Wed Aug 19 12:15:29 EDT 2009

Hi Boris,

Boris Kolpackov wrote:
> 
> Eric Niebler <eric at boostpro.com> writes:
> 
>> First, the problem: My tool allows users to create instance documents  
>> that match a particular schema, say schema1.xsd. Now, I release a new  
>> version of the tool and a new schema, say schema2.xsd, that adds  
>> elements to certain schema types. To keep the old instance documents  
>> readable, I make these new elements optional. This results in a schema  
>> that is looser than I would like; if I can read instance documents with  
>> the missing elements, I can also write them, and I don't want that. I  
>> want to express an asymmetry: it's ok for an element to be missing on  
>> read, but not on write.
> 
> Versioning is quite a tricky matter.
> 
> How is the document that conforms to the previous version of the schema
> going to be "fixed up" to conform to the current version before writing
> it? (Here I assume that you will need to write it though this may not be
> the case if, for example, documents are either read or created from scratch.)
> 
> What I am trying to say is that detecting missing elements during
> serialization is only half of the story. The other half is what should
> happen once such a situation is detected as well as how will the user
> (or the software) make sure that such a situation doesn't happen.

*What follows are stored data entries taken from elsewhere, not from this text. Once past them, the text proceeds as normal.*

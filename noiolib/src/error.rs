use thiserror::Error;

/// Errors produced anywhere in the analysis pipeline
///
/// Every error is fatal to a run: there is no partial result mode, the caller either gets a full
/// simulation or one of these
#[derive(Debug, Error)]
pub enum Error {
    /// An address record had the wrong width or contained something other than `0`/`1`
    #[error("malformed address {address:?}: {reason}")]
    MalformedAddress { address: String, reason: String },

    /// The cache geometry can't be realised for the configured address width
    #[error("invalid geometry: {0}")]
    InvalidGeometry(String),

    /// The configuration text couldn't be parsed
    #[error("invalid configuration: {0}")]
    Config(String),

    #[error(transparent)]
    Io(#[from] std::io::Error),
}

pub type Result<T> = std::result::Result<T, Error>;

Right. Once we detect a missing element on read, we'll programmatically 
  fill in a default. That will happen in our serialization routines.

>> Here's my crazy idea: Maybe I could play games with namespace maps  
>> and/or xsd:import/xsd:include and xsd:restriction to define a stricter  
>> write schema that is defined in terms of -- and refines -- the read  
>> schema. Is something like this even possible?
> 
> If all you need is more strict write validation (there is actually
> not support for validation during writing in C++/Tree so you will
> need to re-parse the XML to detect any errors)

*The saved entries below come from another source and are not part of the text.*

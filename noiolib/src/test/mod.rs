mod address;
mod report;
mod statistics;
mod trace;
use std::io::Write;
use std::time::Duration;
use serde::{Deserialize, Serialize};
use tracing::info;
use crate::config::{Geometry, Layout};
use crate::error::Result;
use crate::selector::IndexSelector;
use crate::simulator::{SimulationResult, Simulator};
use crate::statistics::BitStatistics;
use crate::trace::Trace;

/// Everything a run produces: the geometry, the chosen index function and every outcome
#[derive(Debug, Clone, Serialize, Deserialize, PartialEq, Eq)]
pub struct Report {
    pub geometry: Geometry,
    pub layout: Layout,
    pub indexing_bits: Vec<usize>,
    pub benchmark: Option<String>,
    pub result: SimulationResult,
}

/// A report together with diagnostics that aren't part of the result itself
#[derive(Debug)]
pub struct Run {
    pub report: Report,
    pub simulation_time: Duration,
    pub uninitialised_lines: usize,
}

impl Report {
    /// Runs the whole pipeline: statistics, index selection, then simulation
    ///
    /// # Arguments
    ///
    /// * `geometry`: The cache geometry
    /// * `trace`: The references, each `geometry.address_bits` wide
    /// * `selector`: Chooses the index function from the trace statistics
    ///
    /// returns: Result<Run, Error>
    pub fn generate(geometry: &Geometry, trace: &Trace, selector: &impl IndexSelector) -> Result<Run> {
        let layout = geometry.layout()?;
        let statistics = BitStatistics::from_trace(trace, &layout)?;
        let pattern = selector.select(&statistics, &layout)?;
        info!(indexing_bits = ?pattern.positions(), "Selected index function");
        let indexing_bits = pattern.positions().to_vec();
        let mut simulator = Simulator::new(geometry, pattern)?;
        simulator.simulate(trace)?;
        let simulation_time = *simulator.get_execution_time();
        let uninitialised_lines = simulator.get_uninitialised_line_count();
        Ok(Run {
            report: Report {
                geometry: *geometry,
                layout,
                indexing_bits,
                benchmark: trace.benchmark().map(str::to_string),
                result: simulator.into_result(),
            },
            simulation_time,
            uninitialised_lines,
        })
    }

    pub fn total_misses(&self) -> u64 {
        self.result.misses
    }

    /// Writes the human readable log
    ///
    /// The geometry and the derived bit counts come first, then one line per reference, then the
    /// total miss count
    pub fn write_log<W: Write>(&self, mut out: W) -> Result<()> {
        writeln!(out, "Address bits: {}", self.geometry.address_bits)?;
        writeln!(out, "Block size: {}", self.geometry.block_size)?;
        writeln!(out, "Cache sets: {}", self.geometry.cache_sets)?;
        writeln!(out, "Associativity: {}", self.geometry.associativity)?;
        writeln!(out)?;
        writeln!(out, "Offset bit count: {}", self.layout.offset_bits)?;
        writeln!(out, "Indexing bit count: {}", self.layout.set_index_bits)?;
        write!(out, "Indexing bits:")?;
        for bit in &self.indexing_bits {
            write!(out, " {bit}")?;
        }
        writeln!(out)?;
        writeln!(out)?;
        if let Some(benchmark) = &self.benchmark {
            writeln!(out, "{benchmark}")?;
        }
        for access in &self.result.accesses {
            writeln!(out, "{} {}", access.address, access.outcome)?;
        }
        writeln!(out, ".end")?;
        writeln!(out)?;
        writeln!(out, "Total cache miss count: {}", self.result.misses)?;
        out.flush()?;
        Ok(())
    }
}
use crate::address::Address;
use crate::trace::Trace;

/// A deterministic pseudo-random trace, for tests and benchmarks
pub fn random_trace(address_bits: usize, length: usize, seed: u64) -> Trace {
    // xorshift64, the seed must not be zero
    let mut state = seed.max(1);
    let addresses = (0..length)
        .map(|_| {
            state ^= state << 13;
            state ^= state >> 7;
            state ^= state << 17;
            Address::from_value(state, address_bits)
        })
        .collect();
    Trace::new(addresses)
}

/// Walks `count` elements `stride` apart starting at `base`, `passes` times over
///
/// Models a loop over an array, which has plenty of reuse but only a few varying bits
pub fn strided_trace(address_bits: usize, base: u64, stride: u64, count: u64, passes: usize) -> Trace {
    let addresses = (0..passes)
        .flat_map(|_| (0..count).map(move |i| base.wrapping_add(i.wrapping_mul(stride))))
        .map(|value| Address::from_value(value, address_bits))
        .collect();
    Trace::new(addresses)
}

This surprises me. If I write a schema that enforces that a particular 
sequence have 3 or more elements, and I only insert 2 elements into the 
sequence, you're saying that this schema violation won't be detected on 
write, but only when reading the instance document back in?

> , then the easiest
> way would be to mark the new elements in your schema with a special
> attribute (XML Schema allows attributes from other namespaces to
> be added to declarations), for example:
> 
> <complexType>
>   <sequence>
>     <element name="a" type="int"/>
>     <element name="b" type="int" minOccurs="0" ex:writeRequired="true"/>
>   </sequence>
> </complexType>
> 
> Then you can convert this schema to get a "write version" by adjusting
> minOccurs for elements with the writeRequired attribute. In fact, you
> don't even need to have two files: you can process this schema on-the-fly
> with a simple DOM function, serialize the result to an in-memory buffer
> and then load it into a grammar cache to be used by Xerces-C++ for 
> validation.

Interesting suggestion! What do you mean by a "simple DOM function"? Is 
this something simpler than a full-blown XSLT transform?

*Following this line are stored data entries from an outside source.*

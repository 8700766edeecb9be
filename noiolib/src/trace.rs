use std::io::BufRead;
use tracing::{debug, error, warn};
use crate::address::Address;
use crate::error::Result;

const BENCHMARK_HEADER: &str = ".benchmark";
const SENTINEL: char = '.';

/// An ordered list of memory references. The order is the replay order
#[derive(Debug, Clone, Default, PartialEq, Eq)]
pub struct Trace {
    /// The `.benchmark` header line, if the trace had one
    benchmark: Option<String>,
    addresses: Vec<Address>,
}

impl Trace {
    pub fn new(addresses: Vec<Address>) -> Self {
        Self {
            benchmark: None,
            addresses,
        }
    }

    /// Builds a trace from already separated records, failing on the first malformed one
    ///
    /// # Examples
    ///
    /// ```
    /// use noiolib::trace::Trace;
    /// let trace = Trace::from_records(["0000", "1000", "0000"], 4).unwrap();
    /// assert_eq!(trace.len(), 3);
    /// ```
    pub fn from_records<I, S>(records: I, address_bits: usize) -> Result<Self>
    where
        I: IntoIterator<Item = S>,
        S: AsRef<str>,
    {
        let addresses = records
            .into_iter()
            .map(|r| Address::parse(r.as_ref(), address_bits))
            .collect::<Result<Vec<_>>>()?;
        Ok(Self::new(addresses))
    }

    /// Parses a reference list
    ///
    /// An optional `.benchmark` line comes first, followed by whitespace separated binary records
    /// up to a token starting with `.` (normally `.end`). Anything after the sentinel is ignored.
    /// A trace that ends without a sentinel is accepted, but logged
    ///
    /// # Arguments
    ///
    /// * `reader`: The trace source
    /// * `address_bits`: The width every record must have
    ///
    /// returns: Result<Trace, Error>
    pub fn from_reader<R: BufRead>(reader: R, address_bits: usize) -> Result<Self> {
        let mut trace = Self::default();
        let mut seen_content = false;
        for (index, line) in reader.lines().enumerate() {
            let line = line?;
            let line_number = index + 1;
            let trimmed = line.trim();
            if trimmed.is_empty() {
                continue;
            }
            if !seen_content && trimmed.starts_with(BENCHMARK_HEADER) {
                seen_content = true;
                trace.benchmark = Some(trimmed.to_string());
                continue;
            }
            seen_content = true;
            for token in trimmed.split_whitespace() {
                if token.starts_with(SENTINEL) {
                    debug!(line = line_number, references = trace.len(), "Reached end of trace");
                    return Ok(trace);
                }
                let address = Address::parse(token, address_bits).inspect_err(|e| {
                    error!(line = line_number, "{e}");
                })?;
                trace.addresses.push(address);
            }
        }
        warn!(references = trace.len(), "Trace has no end sentinel, using every record read");
        Ok(trace)
    }

    pub fn benchmark(&self) -> Option<&str> {
        self.benchmark.as_deref()
    }

    pub fn set_benchmark(&mut self, benchmark: impl Into<String>) {
        self.benchmark = Some(benchmark.into());
    }

    pub fn addresses(&self) -> &[Address] {
        &self.addresses
    }

    pub fn len(&self) -> usize {
        self.addresses.len()
    }

    pub fn is_empty(&self) -> bool {
        self.addresses.is_empty()
    }

    pub fn iter(&self) -> impl Iterator<Item = &Address> {
        self.addresses.iter()
    }
}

>> Is this the right way to be thinking about this problem, or are 
>> there better ways?
> 
> I think the biggest challenge in versioning is how the old document
> is transformed to a new document. There are several plausible options:
> default values are assigned to missing parts 

I looked into default values for schema elements but support in XML 
Schema is very weak. The element type must be primitive or a simpleType, 
IIRC. And the behavior of CodeSynth XSD wasn't appropriate. Empty 
elements are handled differently than missing elements, which differs 
from how defaulted attributes are handled. I don't understand the 
reasoning here, but it seems to make default values for elements useless 
for versioning. Please correct me if I'm wrong.

> or it is the responsibility
> of the user to find and provide the missing parts. While XML Schema does
> not address versioning, we can definitely do something in the generated
> code to help with this (perhaps based on some schema extensions similar
> to the approach shown above). 

In-tool support for versioning would rock. Consider this a +1 for an 
xse:writeRequired attribute that CodeSynth XSD recognizes and does 
something sensible with.

> But the fist step is to really understand
> the use cases and it would be helpful to know how you plan to handle
> the other problems of versioning.

Yes, it's a complicated problem. In our tool, we've identified several 
versioning scenarios. Far and away the most common versioning scenario 
is the one I described above: adding a new element to an existing schema 
type. That's the narrow problem I'm currently trying to address.

To handle more complicated versioning scenarios (e.g., an element moves 
from a child to a parent, and other more complex variants), we imagine 
we can handle this with XSLT transforms that can convert instance 
documents from version N to N+1 on the fly on read. We're even looking 
into tools for automatically generating the XSLT from diffs between 
schema(N) and schema(N+1). Frankly, I have low expectations from such 
tools and expect that we'll have to resort to writing the XSLT by hand.

Thanks,

-- 
Eric Niebler
BoostPro Computing
http://www.boostpro.com